The compiler creates a function object called Car
. It also creates a default prototype object and assigns it to Car.prototype
. So again, when we way
print(honda instanceof Car);
the instanceof
operator gets Car.prototype
and compares it to the prototype chain of honda
. Since honda
was constructed by Car
it gets Car.prototype
on its prototype chain.
To sum up the story so far, instance instanceof func
is actually a syntactic sugar for func.prototype.IsPrototypeOf(instance)

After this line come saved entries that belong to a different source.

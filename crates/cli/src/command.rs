// SPDX-License-Identifier: MIT
// Copyright (c) 2026 Alfred Jean LLC

//! External command execution.
//!
//! Commands run with inherited stdio. Only the exit status is observed;
//! output is streamed straight to the operator and never parsed.

use std::fmt;
use std::path::Path;
use std::process::{Command, ExitStatus};

use crate::error::{Error, Result};

/// An external command as an argv vector. No shell is involved.
#[derive(Debug, Clone, PartialEq, Eq)]
pub struct CommandSpec {
    pub program: String,
    pub args: Vec<String>,
}

impl CommandSpec {
    /// Build from an argv slice, returning `None` if it is empty.
    pub fn from_argv(argv: &[String]) -> Option<Self> {
        let (program, args) = argv.split_first()?;
        if program.is_empty() {
            return None;
        }
        Some(Self { program: program.clone(), args: args.to_vec() })
    }
}

impl fmt::Display for CommandSpec {
    fn fmt(&self, f: &mut fmt::Formatter<'_>) -> fmt::Result {
        f.write_str(&self.program)?;
        for arg in &self.args {
            write!(f, " {}", arg)?;
        }
        Ok(())
    }
}

/// Runs an external command to completion and reports its exit code.
///
/// This is the seam between orchestration and the operating system; tests
/// substitute a recording implementation.
pub trait CommandRunner {
    /// Run `command` with `cwd` as working directory, blocking until it exits.
    ///
    /// Returns `Err` only when the command could not be started.
    fn run(&self, command: &CommandSpec, cwd: &Path) -> Result<i32>;
}

/// Runs commands as child processes with inherited stdio.
#[derive(Debug, Default, Clone, Copy)]
pub struct SystemRunner;

impl CommandRunner for SystemRunner {
    fn run(&self, command: &CommandSpec, cwd: &Path) -> Result<i32> {
        tracing::info!("running `{}` in {}", command, cwd.display());
        let status = Command::new(&command.program)
            .args(&command.args)
            .current_dir(cwd)
            .status()
            .map_err(|source| Error::Spawn { command: command.to_string(), source })?;
        let code = exit_code(status);
        tracing::debug!("`{}` exited with {}", command, code);
        Ok(code)
    }
}

/// Integer exit code for a finished child.
///
/// A child killed by a signal has no exit code; it maps to `128 + signal`
/// on Unix (the shell convention) and to `1` elsewhere, so it is always a
/// failure.
pub fn exit_code(status: ExitStatus) -> i32 {
    if let Some(code) = status.code() {
        return code;
    }
    #[cfg(unix)]
    {
        use std::os::unix::process::ExitStatusExt;
        if let Some(signal) = status.signal() {
            return 128 + signal;
        }
    }
    1
}

#[cfg(test)]
#[path = "command_tests.rs"]
mod tests;
// SPDX-License-Identifier: MIT
// Copyright (c) 2026 Alfred Jean LLC

mod cmd_run;

use clap::Parser;
use tracing_subscriber::EnvFilter;

use svctest::cli::Cli;
use svctest::error::{Error, ExitCode};

fn main() {
    let cli = Cli::parse();
    init_logging(cli.verbose);

    let code = match cmd_run::run(&cli) {
        Ok(code) => code,
        Err(e) => {
            eprintln!("svctest: {e:#}");
            let code = e.downcast_ref::<Error>().map_or(ExitCode::Failure, Error::exit_code);
            code.into()
        }
    };
    std::process::exit(code);
}

fn init_logging(verbose: bool) {
    let default = if verbose { "svctest=info" } else { "svctest=warn" };
    let filter = EnvFilter::try_from_env("SVCTEST_LOG").unwrap_or_else(|_| EnvFilter::new(default));
    tracing_subscriber::fmt()
        .with_env_filter(filter)
        .with_writer(std::io::stderr)
        .without_time()
        .with_target(false)
        .init();
}
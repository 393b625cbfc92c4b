// SPDX-License-Identifier: MIT
// Copyright (c) 2026 Alfred Jean LLC

//! Repository root and service discovery.
//!
//! The root is found by walking up from the current directory. Services are
//! the immediate children of the services directory that contain the
//! manifest file.

use std::ffi::OsString;
use std::fs::ReadDir;
use std::path::{Path, PathBuf};

use crate::config::CONFIG_FILE;
use crate::error::{Error, Result};

/// Find the repository root starting from `start_dir` and walking up to the
/// git root.
///
/// A directory is the root if it holds `svctest.toml` or a `services_dir`
/// subdirectory.
pub fn find_root(start_dir: &Path, services_dir: &Path) -> Option<PathBuf> {
    let mut current = start_dir.to_path_buf();

    loop {
        if current.join(CONFIG_FILE).is_file() || current.join(services_dir).is_dir() {
            return Some(current);
        }

        // Stop at git root
        if current.join(".git").exists() {
            return None;
        }

        match current.parent() {
            Some(parent) => current = parent.to_path_buf(),
            None => return None,
        }
    }
}

/// A testable service directory.
#[derive(Debug, Clone, PartialEq, Eq)]
pub struct Service {
    /// Directory name, used for display and `--service` selection.
    pub name: String,
    /// Absolute path, used as the test command's working directory.
    pub path: PathBuf,
}

/// True if `dir` directly contains `manifest`.
pub fn is_service(dir: &Path, manifest: &str) -> bool {
    dir.join(manifest).is_file()
}

/// Restartable service discovery over one services directory.
#[derive(Debug, Clone)]
pub struct ServiceDiscovery {
    dir: PathBuf,
    manifest: String,
}

impl ServiceDiscovery {
    pub fn new(dir: impl Into<PathBuf>, manifest: impl Into<String>) -> Self {
        Self { dir: dir.into(), manifest: manifest.into() }
    }

    /// Fail with [`Error::ServicesDirMissing`] unless the services directory
    /// exists.
    pub fn ensure_exists(&self) -> Result<()> {
        if self.dir.is_dir() { Ok(()) } else { Err(Error::ServicesDirMissing(self.dir.clone())) }
    }

    /// Start a fresh pass over the services directory.
    ///
    /// Entries come back in file system order. Each call re-reads the
    /// directory.
    pub fn iter(&self) -> Result<Services> {
        self.ensure_exists()?;
        let entries = std::fs::read_dir(&self.dir)
            .map_err(|source| Error::Io { path: self.dir.clone(), source })?;
        Ok(Services { dir: self.dir.clone(), manifest: self.manifest.clone(), entries })
    }

    /// Collect all services, optionally sorted by name.
    pub fn collect(&self, sorted: bool) -> Result<Vec<Service>> {
        let mut services = self.iter()?.collect::<Result<Vec<_>>>()?;
        if sorted {
            services.sort_by(|a, b| a.name.cmp(&b.name));
        }
        Ok(services)
    }
}

/// Lazy iterator over the services in a directory.
pub struct Services {
    dir: PathBuf,
    manifest: String,
    entries: ReadDir,
}

impl Iterator for Services {
    type Item = Result<Service>;

    fn next(&mut self) -> Option<Self::Item> {
        loop {
            let entry = match self.entries.next()? {
                Ok(entry) => entry,
                Err(source) => return Some(Err(Error::Io { path: self.dir.clone(), source })),
            };
            let path = entry.path();

            if !path.is_dir() {
                tracing::debug!("skipping {}: not a directory", path.display());
                continue;
            }
            if !is_service(&path, &self.manifest) {
                tracing::debug!("skipping {}: no {}", path.display(), self.manifest);
                continue;
            }

            let name = match entry.file_name().into_string() {
                Ok(name) => name,
                Err(raw) => lossy_name(raw),
            };
            return Some(Ok(Service { name, path }));
        }
    }
}

fn lossy_name(raw: OsString) -> String {
    let name = raw.to_string_lossy().into_owned();
    tracing::warn!("service directory name is not valid UTF-8: {}", name);
    name
}

#[cfg(test)]
#[path = "discovery_tests.rs"]
mod tests;
// SPDX-License-Identifier: MIT
// Copyright (c) 2026 Alfred Jean LLC

//! Behavioral specs for syncing and running service tests.

#![allow(clippy::unwrap_used, clippy::expect_used)]

use crate::prelude::*;

// =============================================================================
// EXIT CODES
// =============================================================================

/// > services = {A ok, B fails, C no manifest} -> A and B tested, exit 1
#[test]
fn mixed_services_exit_with_failure_code() {
    let project = Project::empty();
    project.service("a", 0).service("b", 1).plain_dir("c");

    project
        .cmd()
        .assert()
        .code(1)
        .stdout(predicates::str::contains("🧪 Testing a..."))
        .stdout(predicates::str::contains("🧪 Testing b..."))
        .stdout(predicates::str::contains("Testing c").not());

    assert!(project.synced());
    assert!(project.ran("a"));
    assert!(project.ran("b"));
    assert!(!project.ran("c"));
}

/// > empty services directory -> no tests, exit 0
#[test]
fn empty_services_dir_succeeds() {
    let project = Project::empty();

    project.cmd().assert().success().stdout(predicates::str::contains("No services found."));
    assert!(project.synced());
}

#[test]
fn all_passing_services_succeed() {
    let project = Project::empty();
    project.service("api", 0).service("web", 0);

    project
        .cmd()
        .assert()
        .success()
        .stdout(predicates::str::contains("2 passed, 0 failed"));
}

#[test]
fn exit_code_is_first_failure_in_order() {
    let project = Project::empty();
    project.service("a", 0).service("b", 3).service("c", 5);

    project.cmd().arg("--sorted").assert().code(3);
    assert!(project.ran("c"));
}

#[test]
fn sorted_order_from_config() {
    let project = Project::empty();
    project.config(&format!("order = \"sorted\"\n{}", shell_config(0)));
    project.service("b", 4).service("a", 6);

    project.cmd().assert().code(6);
}

// =============================================================================
// SYNC
// =============================================================================

/// > sync failure -> zero test invocations, nonzero exit
#[test]
fn sync_failure_is_fatal() {
    let project = Project::empty();
    project.config(&shell_config(9));
    project.service("a", 0);

    project
        .cmd()
        .assert()
        .code(1)
        .stderr(predicates::str::contains("dependency sync"))
        .stdout(predicates::str::contains("Testing").not());

    assert!(project.synced());
    assert!(!project.ran("a"));
}

#[test]
fn no_sync_skips_sync_command() {
    let project = Project::empty();
    project.config(&shell_config(9));
    project.service("a", 0);

    project.cmd().arg("--no-sync").assert().success();
    assert!(!project.synced());
    assert!(project.ran("a"));
}

#[test]
fn missing_test_tool_is_fatal() {
    let project = Project::empty();
    project.config("[sync]\ncommand = [\"true\"]\n[test]\ncommand = [\"svctest-no-such-runner\"]\n");
    project.service("a", 0);

    project
        .cmd()
        .assert()
        .code(1)
        .stderr(predicates::str::contains("failed to run `svctest-no-such-runner`"));
}

// =============================================================================
// SELECTION AND LISTING
// =============================================================================

#[test]
fn list_prints_services_without_running() {
    let project = Project::empty();
    project.service("web", 0).service("api", 0).plain_dir("docs");

    project.cmd().args(["--list", "--sorted"]).assert().success().stdout("api\nweb\n");
    assert!(!project.synced());
    assert!(!project.ran("api"));
}

#[test]
fn service_flag_limits_run() {
    let project = Project::empty();
    project.service("api", 1).service("web", 0);

    project.cmd().args(["-s", "web"]).assert().success();
    assert!(project.ran("web"));
    assert!(!project.ran("api"));
}

#[test]
fn unknown_service_is_config_error() {
    let project = Project::empty();
    project.service("api", 0);

    project
        .cmd()
        .args(["--service", "billing"])
        .assert()
        .code(2)
        .stderr(predicates::str::contains("unknown service: billing"));
    assert!(!project.synced());
}

// =============================================================================
// ROOT AND CONFIG
// =============================================================================

#[test]
fn runs_from_service_subdirectory() {
    let project = Project::empty();
    project.service("api", 0);

    project.cmd().current_dir(project.service_path("api")).assert().success();
    assert!(project.synced());
}

#[test]
fn explicit_root_flag() {
    let project = Project::empty();
    project.service("api", 5);
    let elsewhere = Project::bare();

    // Config is read from the explicit root.
    elsewhere.cmd().arg("--root").arg(project.path()).assert().code(5);
    assert!(project.ran("api"));
}

#[test]
fn missing_root_is_config_error() {
    let project = Project::bare();

    project
        .cmd()
        .assert()
        .code(2)
        .stderr(predicates::str::contains("no repository root"));
}

#[test]
fn invalid_config_is_config_error() {
    let project = Project::empty();
    project.config("parallel = 4\n");

    project.cmd().assert().code(2).stderr(predicates::str::contains("invalid config"));
}

#[test]
fn config_flag_selects_services_dir() {
    let project = Project::bare();
    project.file(
        "ci/svctest.toml",
        &format!("services_dir = \"apps\"\n{}", shell_config(0)),
    );
    project.file("apps/one/pyproject.toml", "");
    project.file("apps/one/test.sh", "touch ran\nexit 0\n");

    project.cmd().args(["-C", "ci/svctest.toml"]).assert().success();
    assert!(project.path().join("apps/one/ran").exists());
}

// =============================================================================
// OUTPUT
// =============================================================================

#[test]
fn json_output_is_parseable() {
    let project = Project::empty();
    project.service("api", 0).service("web", 4);

    let output = project.cmd().args(["-o", "json", "--sorted"]).output().unwrap();
    assert_eq!(output.status.code(), Some(4));

    let value: serde_json::Value = serde_json::from_slice(&output.stdout).unwrap();
    assert_eq!(value["exit_code"], 4);
    assert_eq!(value["services"][0]["name"], "api");
    assert_eq!(value["services"][1]["passed"], false);
    assert!(String::from_utf8_lossy(&output.stderr).contains("Testing web"));
}

#[test]
fn text_summary_marks_failures() {
    let project = Project::empty();
    project.service("api", 0).service("web", 4);

    project
        .cmd()
        .assert()
        .code(4)
        .stdout(predicates::str::contains("PASS api"))
        .stdout(predicates::str::contains("FAIL web (exit 4"));
}

#[test]
fn unwritable_stdout_keeps_aggregate_exit_code() {
    let project = Project::empty();
    project.service("a", 0).service("b", 5);
    let full = std::fs::OpenOptions::new().write(true).open("/dev/full").unwrap();

    let status = project.cmd().arg("--sorted").stdout(full).status().unwrap();
    assert_eq!(status.code(), Some(5));
    assert!(project.ran("a"));
    assert!(project.ran("b"));
}

#[test]
fn unwritable_stdout_keeps_aggregate_exit_code_for_json() {
    let project = Project::empty();
    project.service("a", 3);
    let full = std::fs::OpenOptions::new().write(true).open("/dev/full").unwrap();

    let status = project.cmd().args(["-o", "json"]).stdout(full).status().unwrap();
    assert_eq!(status.code(), Some(3));
}

// =============================================================================
// MISSING SERVICES DIRECTORY
// =============================================================================

fn project_without_services() -> Project {
    let project = Project::bare();
    project.config(&shell_config(0));
    project
}

#[test]
fn missing_services_dir_fails_before_sync() {
    let project = project_without_services();

    project
        .cmd()
        .assert()
        .code(2)
        .stderr(predicates::str::contains("services directory not found"));
    assert!(!project.synced());
}

#[test]
fn missing_services_dir_fails_before_sync_when_sorted() {
    let project = project_without_services();

    project.cmd().arg("--sorted").assert().code(2);
    assert!(!project.synced());
}

#[test]
fn missing_services_dir_fails_before_sync_with_service_filter() {
    let project = project_without_services();

    project.cmd().args(["-s", "api"]).assert().code(2);
    assert!(!project.synced());
}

This explains why lizard instanceof Reptile
returns true
— Reptile.prototype
is a prototype of lizard
.
So what the heck is going on with the constructor
property then? How is it possible that we can say lizard = new Reptile();
and at the same time lizard.constructor == Reptile
is false
???
Let’s go back to our simple first example. I said above that since Car
has no prototype assigned to it, we create a default prototype. During the creation of the default prototype, the interpreter assigns Car
to Car.prototype.constructor
. That might be a little confusing, so let’s look at some pseudocode. This:
function Car(){}
logically does the same thing as
var Car = new Function(); Car.prototype = new Object(); Car.prototype.constructor = Car;
Now we say
var honda = new Car(); print(honda.constructor == Car );
and what happens? honda
has no constructor
property, so it looks on the prototype chain for any object with a constructor
property. In this case Car.prototype
is on the prototype chain and it has a constructor
property equal to Car
, so the comparison is true
. Remember, any property of an object’s prototype object is treated as a property of the object itself – that’s what “prototype” means.
Now let’s look at our second example:
var Animal = new Object(); function Reptile(){ } Reptile.prototype = Animal;
Logically this does the same thing as
var Animal = new Object(); var Reptile = new Function(); Reptile.prototype = new Object(); Reptile.prototype.constructor = Reptile; Reptile.prototype = Animal;
Whoops. The default prototype has been thrown away. Now when we say
print(lizard.constructor == Reptile );
what happens? lizard
does not have a constructor
property, so we look at the prototype chain and find Animal
. But Animal
also does not have a constructor
property either! So we look on Animal
‘s prototype chain. Animal
was constructed via new Object()
so therefore it has Object.prototype
on its prototype chain, and Object.prototype
has a constructor
property. As you might expect from our previous discussion of how the constructor
property is initialized, Object.prototype.constructor
is set to Object
.
Therefore lizard.constructor
is equal to Object
, not Reptile
, even though lizard
is an instance of Reptile
and was constructed by the Reptile
function object!
You would think that the script engine would automatically assign the constructor
property to the object when it was constructed, but it does not. It assigns the property to the prototype and relies on prototype inheritance. I was not a member of the ECMAScript committee when this decision was made, so I don’t know why we standardized this rather bizarre behaviour, but we’re stuck with it now!
Notes from 2020:
This article is one I referred back to so many times over the years I worked on JScript; the prototype mechanism can be very confusing.
There were a few interesting comments when I first wrote this. A couple highlights:
- In some implementations of ECMAScript you can manipulate the proto chain directly with the __proto__ property. Make sure you understand what you’re doing before you change it!
- Using “new String” to make a string can lead to an object that has different properties than just making the “primitive” string. This is by design — bad design, but design nevertheless. This was the subject of part three of this series.